DOCTORS need to learn how to better communicate with their patients, watchdogs have warned.
The woman in charge of investigating serious complaints about the public sector says the NHS is dominating her workload, with many problems down to simple poor communication.
Over the last decade the number of complaints to the Scottish Public Services Ombudsman (SPSO) has doubled, with the watchdog now receiving an average of 16 protests a day.
Speaking on the first anniversary of taking up the new role, Ombudsman Rosemary Agnew also said spending cutbacks were having an impact on standards at public bodies such as councils.
Ms Agnew, the former Information Commissioner, said people were more willing to complain about poor service but rejected suggestions a complaints culture was developing in Scotland.
She said: “The complaints that reach us are very often a person saying they just want to put it right for the next person. I think there is an acceptance now, culturally, that it is ok to complain about poor service.
“Increasingly our public reports seem to be about health matters and the theme that has emerged to me is one of communication.
“That is clinicians to patients and communication across different parts of the NHS.
“With some of the complaints on my desk I have thought, do you know what, if you had communicated differently, I don’t think we would be here now.
“What has struck me and colleagues is what sort of training clinicians get in communication because I don’t think it is consistent.
“When I talk to nurses, they seem to have a different sort of training in communication skills to clinicians, and this is something that needs to be looked at.
“A lot of this is the transition between one part of care to another, what is communicated and how well it is communicated.

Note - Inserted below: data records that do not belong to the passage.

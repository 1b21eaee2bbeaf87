use crate::db::queries::{SqlRecord, enum_col, opt, opt_date_col, opt_date_value, opt_text};
use crate::db::store::Entity;
use crate::models::budget::{Budget, BudgetInput, BudgetStatus};
use rusqlite::Row;
use rusqlite::types::Value;

impl Entity for Budget {
    type Input = BudgetInput;
    const NAME: &'static str = "Budget";

    fn id(&self) -> i64 {
        self.id
    }
}

impl SqlRecord for Budget {
    const TABLE: &'static str = "budgets";
    const SELECT: &'static str = "SELECT t.id, t.user_id, t.client_id, c.name AS client_name, t.title,
                t.description, t.amount, t.status, t.valid_until, t.created_at, t.updated_at
         FROM budgets t
         LEFT JOIN clients c ON c.id = t.client_id AND c.user_id = t.user_id";
    const ORDER_BY: &'static str = "t.created_at DESC, t.id DESC";
    const COLUMNS: &'static [&'static str] = &[
        "client_id",
        "title",
        "description",
        "amount",
        "status",
        "valid_until",
    ];
    const HAS_UPDATED_AT: bool = true;

    fn from_row(row: &Row) -> rusqlite::Result<Self> {
        Ok(Budget {
            id: row.get("id")?,
            user_id: row.get("user_id")?,
            client_id: row.get("client_id")?,
            client_name: row.get("client_name")?,
            title: row.get("title")?,
            description: row.get("description")?,
            amount: row.get("amount")?,
            status: enum_col(row, "status", "budget", BudgetStatus::from_db_str)?,
            valid_until: opt_date_col(row, "valid_until")?,
            created_at: row.get("created_at")?,
            updated_at: row.get("updated_at")?,
        })
    }

    fn values(input: &BudgetInput) -> Vec<Value> {
        vec![
            opt(input.client_id),
            Value::Text(input.title.clone()),
            opt_text(&input.description),
            Value::Real(input.amount),
            Value::Text(input.status.to_db_str().to_string()),
            opt_date_value(input.valid_until),
        ]
    }
}
use crate::db::migrate::run_pending_migrations;
use crate::errors::AppResult;
use rusqlite::Connection;

/// Initialize the database.
/// Delegates all schema creation / upgrades to the migration engine and
/// returns the migrations it applied.
pub fn init_db(conn: &Connection) -> AppResult<Vec<String>> {
    conn.pragma_update(None, "foreign_keys", "ON")?;
    run_pending_migrations(conn)
}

“Sometimes it is a lack of time, sometimes it is culture and it may be because the service user is actually quite difficult to communicate with, and people don’t have the skills to adapt to this.”
She added: “We must never forget people don’t go to work to intentionally do a poor job.”
Last week Chief Medical Officer Dr Catherine Calderwood called for a move away from the “doctor knows best” culture.
She has started an initiative where patients are sent advice on key questions to ask their doctor or nurse before their appointment.
These include asking whether a test, procedure or treatment is “really needed”, whether there are any risks and what would happen if patients decided not to have treatment.
The number of Scots employed in the public sector has fallen by nearly 50,000 over the last six years and funding cuts have stretched local authorities across the country.
Ms Agnew said these funding cuts are having an impact with her work, which now takes into consideration that many public bodies are having to make difficult decisions on the level of service they provide.
She explained: “We have got used to an excellent service in some areas, say bin collections, but these now increasingly needed to be balanced against say education or special care.
“What we are likely to see is more complaints in areas where people have been used to a certain level of service where there is now not as much money to go around any more. The classic one is potholes. I wouldn’t like to be in a position in a council where I am having to make a choice; do I spend more money on schools or do the roads get repaired.
“So we have to be realistic, something that we try to do is when we look at complaints is consider reasonableness, was service provided reasonable given the circumstances?”
There were 4,104 number of complaints to the SPSO in 2016/17 (16 for every working day) – 37% related to councils and 34% were about the NHS.
A decade ago the SPSO handled 1,842 complaints with 51% of them about councils and just one in five about the health service.